Give back each entry verbatim.
START Provided data
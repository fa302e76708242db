//! Configuration types for the Shopify Admin client.
//!
//! The main types in this module are:
//!
//! - [`ShopDomain`]: a validated shop domain, the unit of base-URL resolution
//! - [`ApiVersion`]: the Admin API version a client addresses
//!
//! Client-level settings (auth mode, retries, logging budget, delay function)
//! live on [`crate::client::ClientBuilder`].

mod newtypes;
mod version;

pub use newtypes::ShopDomain;
pub use version::ApiVersion;
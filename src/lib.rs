//! An async client for the Shopify Admin API.
//!
//! All REST and GraphQL calls share one execution engine that normalizes
//! Shopify's error shapes, honors rate limits with automatic retries, and
//! extracts cursor pagination from `Link` headers.
//!
//! # Getting started
//!
//! ```rust,ignore
//! use shopify_admin::{ApiVersion, Client, ShopDomain};
//!
//! #[tokio::main]
//! async fn main() -> Result<(), Box<dyn std::error::Error>> {
//!     let client = Client::builder(ShopDomain::new("my-shop")?)
//!         .access_token(std::env::var("SHOPIFY_ACCESS_TOKEN")?)
//!         .api_version(ApiVersion::release("2024-01")?)
//!         .retries(3)
//!         .build();
//!
//!     let shop = client.shop().get().await?;
//!     println!("{}", shop.name.unwrap_or_default());
//!
//!     let (payouts, pagination) = client.payouts().list_with_pagination(None).await?;
//!     println!("{} payouts, more: {}", payouts.len(), pagination.next_page_options.is_some());
//!     Ok(())
//! }
//! ```
//!
//! # Authentication
//!
//! Private and custom apps authenticate with an access token. Public apps
//! use [`App`] to run the OAuth flow and verify Shopify's HMAC signatures on
//! callbacks, webhooks, and app proxy requests.

pub mod auth;
pub mod client;
pub mod config;
mod error;
pub mod graphql;
pub mod resources;

pub use auth::App;
pub use client::{
    Client, ClientBuilder, ClientError, PageOptions, Pagination, RateLimitError, RateLimitInfo,
    RequestBuildError, ResponseDecodingError, ResponseError, SleepFuture, Sleeper,
};
pub use config::{ApiVersion, ShopDomain};
pub use error::ConfigError;
pub use graphql::{GraphqlCost, GraphqlService, ThrottleStatus};
pub use resources::{
    Article, ArticleService, CountOptions, CountryHarmonizedSystemCode, InventoryItem,
    InventoryItemService, ListOptions, Payout, PayoutListOptions, PayoutService, PayoutStatus,
    Rule, Shop, ShopService, SmartCollection, SmartCollectionService,
};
END Provided data
*Completed exercise*:
repository fa302e76708242db
//! Configuration types for the Shopify Admin client.
//!
//! The main types in this module are:
//!
//! - [`ShopDomain`]: a validated shop domain, the unit of base-URL resolution
//! - [`ApiVersion`]: the Admin API version a client addresses
//!
//! Client-level settings (auth mode, retries, logging budget, delay function)
//! live on [`crate::client::ClientBuilder`].

mod newtypes;
mod version;

pub use newtypes::ShopDomain;
pub use version::ApiVersion;
filename src/lib.rs
//! An async client for the Shopify Admin API.
//!
//! All REST and GraphQL calls share one execution engine that normalizes
//! Shopify's error shapes, honors rate limits with automatic retries, and
//! extracts cursor pagination from `Link` headers.
//!
//! # Getting started
//!
//! ```rust,ignore
//! use shopify_admin::{ApiVersion, Client, ShopDomain};
//!
//! #[tokio::main]
//! async fn main() -> Result<(), Box<dyn std::error::Error>> {
//!     let client = Client::builder(ShopDomain::new("my-shop")?)
//!         .access_token(std::env::var("SHOPIFY_ACCESS_TOKEN")?)
//!         .api_version(ApiVersion::release("2024-01")?)
//!         .retries(3)
//!         .build();
//!
//!     let shop = client.shop().get().await?;
//!     println!("{}", shop.name.unwrap_or_default());
//!
//!     let (payouts, pagination) = client.payouts().list_with_pagination(None).await?;
//!     println!("{} payouts, more: {}", payouts.len(), pagination.next_page_options.is_some());
//!     Ok(())
//! }
//! ```
//!
//! # Authentication
//!
//! Private and custom apps authenticate with an access token. Public apps
//! use [`App`] to run the OAuth flow and verify Shopify's HMAC signatures on
//! callbacks, webhooks, and app proxy requests.

pub mod auth;
pub mod client;
pub mod config;
mod error;
pub mod graphql;
pub mod resources;

pub use auth::App;
pub use client::{
    Client, ClientBuilder, ClientError, PageOptions, Pagination, RateLimitError, RateLimitInfo,
    RequestBuildError, ResponseDecodingError, ResponseError, SleepFuture, Sleeper,
};
pub use config::{ApiVersion, ShopDomain};
pub use error::ConfigError;
pub use graphql::{GraphqlCost, GraphqlService, ThrottleStatus};
pub use resources::{
    Article, ArticleService, CountOptions, CountryHarmonizedSystemCode, InventoryItem,
    InventoryItemService, ListOptions, Payout, PayoutListOptions, PayoutService, PayoutStatus,
    Rule, Shop, ShopService, SmartCollection, SmartCollectionService,
};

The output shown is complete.